Justice Jackson by Acclamation

We certainly have ideological differences with Judge Jackson. We have little appetite, though, for a court without ideological diversity.

Circuit Judge Ketanji Brown Jackson in February. AP/Jacquelyn Martin, file

Judge Ketanji Brown Jackson is emerging from her confirmation hearings as a type of woman we particularly admire. They came of age in the era after, as Gail Collins put it in her history of the time, “everything changed.” They embraced womanhood by working longer, studying later, getting up earlier, and trying harder. If we were the Senate — a stretch to be sure — we’d confirm Judge Jackson by acclamation.

We certainly have ideological differences with Judge Jackson. We have little appetite, though, for a court without ideological diversity. We’ve spent years advising young foreign correspondents that the strength of a democracy is directly proportional to the size of the opposition in parliament. We have no interest in purging the Supreme Court of honest liberals. Judge Jackson, like Stephen Breyer, to whose seat she would accede, certainly seems to be that. 

Not that Judge Jackson has opened up a great deal about her judicial philosophy or views on the political economy, a point well-marked this morning in a Wall Street Journal editorial that focused on a case when she bowed to regulators. We prefer what we have called “The Hamburger Court,” after the visionary Columbia professor who is fighting to curb the power of unelected regulatory agencies.

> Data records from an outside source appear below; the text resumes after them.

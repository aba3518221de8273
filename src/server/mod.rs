//! HTTP surface
//!
//! REST endpoints for projects, sessions, and permission rules, a consumer
//! WebSocket per session, and an SSE stream over the event bus. All handlers
//! delegate to the session manager, the store, and the permission engine.

pub mod rest;
pub mod sse;
pub mod ws;

use crate::bus::EventBus;
use crate::permissions::PermissionEngine;
use crate::session::SessionManager;
use crate::store::Database;
use axum::http::StatusCode;
use axum::response::{IntoResponse, Response};
use axum::routing::get;
use axum::{Json, Router};
use std::sync::Arc;
use tower_http::cors::CorsLayer;

/// Shared state for all handlers
#[derive(Clone)]
pub struct AppState {
    pub manager: SessionManager,
    pub store: Arc<Database>,
    pub permissions: Arc<PermissionEngine>,
    pub bus: Arc<EventBus>,
}

/// Build the full API router
pub fn api_router(state: AppState) -> Router {
    Router::new()
        .route("/api/health", get(rest::health))
        .route(
            "/api/projects",
            get(rest::list_projects).post(rest::create_project),
        )
        .route("/api/projects/:id", get(rest::get_project))
        .route(
            "/api/sessions",
            get(rest::list_sessions).post(rest::create_session),
        )
        .route(
            "/api/sessions/:id",
            get(rest::get_session).delete(rest::delete_session),
        )
        .route(
            "/api/sessions/:id/messages",
            get(rest::list_messages).post(rest::send_message),
        )
        .route("/api/sessions/:id/interrupt", axum::routing::post(rest::interrupt_session))
        .route(
            "/api/sessions/:id/permission-log",
            get(rest::list_permission_log),
        )
        .route(
            "/api/permission-rules",
            get(rest::list_rules).post(rest::create_rule),
        )
        .route(
            "/api/permission-rules/:id",
            axum::routing::patch(rest::update_rule).delete(rest::delete_rule),
        )
        .route("/api/events", get(sse::events))
        .route("/ws/sessions/:id", get(ws::consumer_ws_upgrade))
        .layer(CorsLayer::permissive())
        .with_state(state)
}

/// HTTP status for each error kind
pub fn status_for(error: &crate::Error) -> StatusCode {
    match error {
        crate::Error::Validation(_) => StatusCode::BAD_REQUEST,
        crate::Error::NotFound(_) => StatusCode::NOT_FOUND,
        crate::Error::Conflict(_) => StatusCode::CONFLICT,
        crate::Error::Spawn(_) | crate::Error::Bridge(_) => StatusCode::BAD_GATEWAY,
        _ => StatusCode::INTERNAL_SERVER_ERROR,
    }
}

/// Error wrapper that renders as `{"error": ...}` with the mapped status
pub struct ApiError(pub crate::Error);

impl From<crate::Error> for ApiError {
    fn from(error: crate::Error) -> Self {
        Self(error)
    }
}

impl IntoResponse for ApiError {
    fn into_response(self) -> Response {
        let status = status_for(&self.0);
        if status == StatusCode::INTERNAL_SERVER_ERROR {
            tracing::error!("request failed: {}", self.0);
        }
        (status, Json(serde_json::json!({"error": self.0.to_string()}))).into_response()
    }
}

pub type ApiResult<T> = std::result::Result<T, ApiError>;

#[cfg(test)]
mod tests {
    use super::*;

    #[test]
    fn test_status_mapping() {
        assert_eq!(
            status_for(&crate::Error::Validation("x".into())),
            StatusCode::BAD_REQUEST
        );
        assert_eq!(
            status_for(&crate::Error::NotFound("x".into())),
            StatusCode::NOT_FOUND
        );
        assert_eq!(
            status_for(&crate::Error::Conflict("x".into())),
            StatusCode::CONFLICT
        );
        assert_eq!(
            status_for(&crate::Error::Spawn("x".into())),
            StatusCode::BAD_GATEWAY
        );
        assert_eq!(
            status_for(&crate::Error::Internal("x".into())),
            StatusCode::INTERNAL_SERVER_ERROR
        );
    }
}
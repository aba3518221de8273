//! Rule evaluation
//!
//! Deterministic, synchronous ordering: project deny rules, global deny
//! rules, project allow rules, global allow rules, each highest priority
//! first; no match falls through to the default allow. Evaluation can never
//! fail to return a decision (internal errors are logged and degrade to the
//! default), and every decision appends exactly one audit row.

use crate::permissions::matcher::rule_matches;
use crate::permissions::{DecisionSource, PermissionRule};
use crate::protocol::DecisionBehavior;
use crate::store::Database;
use serde_json::{Map, Value};
use std::sync::Arc;

/// Audit attribution for rule-driven decisions
const DECIDED_BY: &str = "engine";

/// Outcome of one evaluation
#[derive(Debug, Clone)]
pub struct Decision {
    pub behavior: DecisionBehavior,
    pub source: DecisionSource,
    pub rule_id: Option<String>,
    /// Forward-compat passthrough; no rule currently produces one
    pub updated_input: Option<Value>,
}

impl Decision {
    fn default_allow() -> Self {
        Self {
            behavior: DecisionBehavior::Allow,
            source: DecisionSource::AutoDefault,
            rule_id: None,
            updated_input: None,
        }
    }

    fn from_rule(rule: &PermissionRule) -> Self {
        Self {
            behavior: rule.behavior,
            source: DecisionSource::AutoRule,
            rule_id: Some(rule.id.clone()),
            updated_input: None,
        }
    }
}

/// Rule store plus the evaluation loop
pub struct PermissionEngine {
    store: Arc<Database>,
}

impl PermissionEngine {
    pub fn new(store: Arc<Database>) -> Self {
        Self { store }
    }

    // =========================================================================
    // Rule CRUD
    // =========================================================================

    pub fn create_rule(
        &self,
        project_id: Option<&str>,
        tool_name: &str,
        rule_content: &str,
        behavior: DecisionBehavior,
        priority: i64,
    ) -> crate::Result<PermissionRule> {
        if tool_name.is_empty() {
            return Err(crate::Error::Validation(
                "tool_name must not be empty".to_string(),
            ));
        }
        let rule = PermissionRule::new(project_id, tool_name, rule_content, behavior, priority);
        self.store.insert_rule(&rule)?;
        Ok(rule)
    }

    /// Rules for a project (`Some`) or the global set (`None`)
    pub fn list_rules(&self, project_id: Option<&str>) -> crate::Result<Vec<PermissionRule>> {
        self.store.list_rules(project_id)
    }

    /// Partial update from an arbitrary field dictionary; only `tool_name`,
    /// `rule_content`, `behavior`, and `priority` can change
    pub fn update_rule(
        &self,
        id: &str,
        fields: &Map<String, Value>,
    ) -> crate::Result<PermissionRule> {
        self.store.update_rule(id, fields)
    }

    pub fn delete_rule(&self, id: &str) -> crate::Result<()> {
        self.store.delete_rule(id)
    }

    // =========================================================================
    // Evaluation
    // =========================================================================

    /// Decide a tool-use request and append the audit row
    pub fn evaluate(
        &self,
        session_id: &str,
        project_id: Option<&str>,
        request_id: &str,
        tool_name: &str,
        tool_input: &Value,
    ) -> Decision {
        let decision = match self.evaluate_rules(project_id, tool_name, tool_input) {
            Ok(decision) => decision,
            Err(e) => {
                // The agent must always get an answer; degrade to the
                // default rather than stalling the session.
                tracing::error!(session_id, tool_name, "rule evaluation failed: {}", e);
                Decision::default_allow()
            }
        };

        if let Err(e) = self.store.append_permission_log(
            session_id,
            request_id,
            tool_name,
            tool_input,
            decision.behavior,
            decision.source,
            decision.rule_id.as_deref(),
            DECIDED_BY,
        ) {
            tracing::error!(session_id, request_id, "audit log write failed: {}", e);
        }

        tracing::info!(
            session_id,
            request_id,
            tool_name,
            decision = decision.behavior.as_str(),
            source = decision.source.as_str(),
            rule_id = decision.rule_id.as_deref().unwrap_or("-"),
            "permission decision"
        );

        decision
    }

    fn evaluate_rules(
        &self,
        project_id: Option<&str>,
        tool_name: &str,
        tool_input: &Value,
    ) -> crate::Result<Decision> {
        let project_rules = match project_id {
            Some(project_id) => self.store.list_rules(Some(project_id))?,
            None => Vec::new(),
        };
        let global_rules = self.store.list_rules(None)?;

        let phases: [(&[PermissionRule], DecisionBehavior); 4] = [
            (&project_rules, DecisionBehavior::Deny),
            (&global_rules, DecisionBehavior::Deny),
            (&project_rules, DecisionBehavior::Allow),
            (&global_rules, DecisionBehavior::Allow),
        ];

        for (rules, behavior) in phases {
            // Lists arrive highest priority first from the store
            for rule in rules.iter().filter(|r| r.behavior == behavior) {
                if rule_matches(rule, tool_name, tool_input) {
                    return Ok(Decision::from_rule(rule));
                }
            }
        }

        Ok(Decision::default_allow())
    }
}
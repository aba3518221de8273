//! Inbound message router
//!
//! Pure dispatch: classifies each parsed frame, invokes the matching
//! callback, and publishes the corresponding bus event. The router holds no
//! state and performs no I/O of its own.

use crate::bus::{BusEvent, EventBus, EventType};
use crate::protocol::{AgentMessage, SystemInit, ToolUseRequest, TurnResult};
use async_trait::async_trait;
use serde_json::Value;

/// Handlers a session installs for routed messages
///
/// Every method defaults to a no-op, so callers implement only the hooks
/// they care about.
#[async_trait]
pub trait RouterCallbacks: Send + Sync {
    async fn on_system_init(&self, _session_id: &str, _init: &SystemInit) {}
    async fn on_assistant(&self, _session_id: &str, _raw: &Value) {}
    async fn on_stream_event(&self, _session_id: &str, _raw: &Value) {}
    async fn on_result(&self, _session_id: &str, _result: &TurnResult, _raw: &Value) {}
    async fn on_permission_request(&self, _session_id: &str, _request: &ToolUseRequest) {}
    /// Passthrough for agent-reported status strings (e.g. `compacting`)
    async fn on_status(&self, _session_id: &str, _status: &str) {}
}

/// Dispatch one classified frame
pub async fn dispatch<C: RouterCallbacks + ?Sized>(
    session_id: &str,
    message: AgentMessage,
    callbacks: &C,
    bus: &EventBus,
) {
    match message {
        AgentMessage::System { subtype, init, raw } => {
            if let Some(init) = init {
                callbacks.on_system_init(session_id, &init).await;
            } else if subtype == "status" {
                if let Some(status) = raw.get("status").and_then(Value::as_str) {
                    callbacks.on_status(session_id, status).await;
                }
            }
            bus.emit(BusEvent::new(EventType::SessionMessage, session_id, raw));
        }
        AgentMessage::Assistant { raw } => {
            callbacks.on_assistant(session_id, &raw).await;
            bus.emit(BusEvent::new(EventType::SessionMessage, session_id, raw));
        }
        AgentMessage::StreamEvent { raw } => {
            callbacks.on_stream_event(session_id, &raw).await;
            bus.emit(BusEvent::new(EventType::StreamEvent, session_id, raw));
        }
        AgentMessage::Result { result, raw } => {
            callbacks.on_result(session_id, &result, &raw).await;
            bus.emit(BusEvent::new(EventType::SessionResult, session_id, raw));
        }
        AgentMessage::PermissionRequest { request, .. } => {
            callbacks.on_permission_request(session_id, &request).await;
        }
        AgentMessage::ControlInit { init, raw } => {
            callbacks.on_system_init(session_id, &init).await;
            bus.emit(BusEvent::new(EventType::SessionMessage, session_id, raw));
        }
        AgentMessage::ToolProgress { raw } => {
            bus.emit(BusEvent::new(EventType::StreamEvent, session_id, raw));
        }
        AgentMessage::KeepAlive => {}
        AgentMessage::Unknown { message_type, raw } => {
            tracing::warn!(session_id, message_type, "unknown agent message type");
            bus.emit(BusEvent::new(EventType::SessionMessage, session_id, raw));
        }
    }
}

In any event, the sudden turn toward acrimony yesterday in her confirmation hearing is a dismaying development. It also strikes us as a judgment error by the Republicans as they go into the midterm elections and prepare for the presidential campaign about to begin. It centered on the idea that Judge Jackson lacks for fervor in enforcing laws against child pornography. We found Senator Cruz’s tirade unconvincing and off-putting.

Particularly because it is Congress that is — as Judge Jackson kept reminding — the proper author of any reform in sentencing, as well as the ultimate source of sentencing guidelines, which require consideration of individual circumstances. In response to attacks over a light sentence handed down to an 18-year-old, she explained that “judges are doing the work of assessing in each case a number of factors that are set forward by Congress.”

So maladroit were the efforts to picture Judge Jackson as somehow soft on child pornography that they even put Senator Booker in a sympathetic light, if only for a moment, as he took it upon himself to condescend to the nominee, “You have earned this spot. You are worthy. You are a great American.” As Judge Jackson dabbed away a tear, he told her, “you’re a person that is so much more than your race and gender.”

Our favorite moment was when Judge Jackson reminded Senator Graham, “there’s no religious test in the Constitution.” He had asked the nominee: “On a scale of one to ten, how faithful would you say you are, in terms of religion?” It might have been a well-intended effort to mark that nominees to the high — or any — court shouldn’t face the kind of hostility that greeted Justice Amy Coney Barrett.

Still, the prohibition on religious tests — “no religious Test shall ever be required as a Qualification to any Office or public Trust under the United States” — is the most emphatic statement in the entire parchment. “No . . . ever . . . any.” Judge Jackson brushed Senator Graham’s query aside with easy authority, which, one can speculate, was honed, at least in part, by being a mother of two children. 

That all this is taking place as Justice Clarence Thomas is in the  hospital adds to the hearings a plangent reminder, as our A.R. Hoffman has put it, that the ideological balance of the court can never be taken for granted. Yet the way to protect the conservative majority among the Nine is for the Republicans to regain control of the White House and Senate, a challenge made more difficult by the ham-fisted attempts to besmirch Judge Jackson.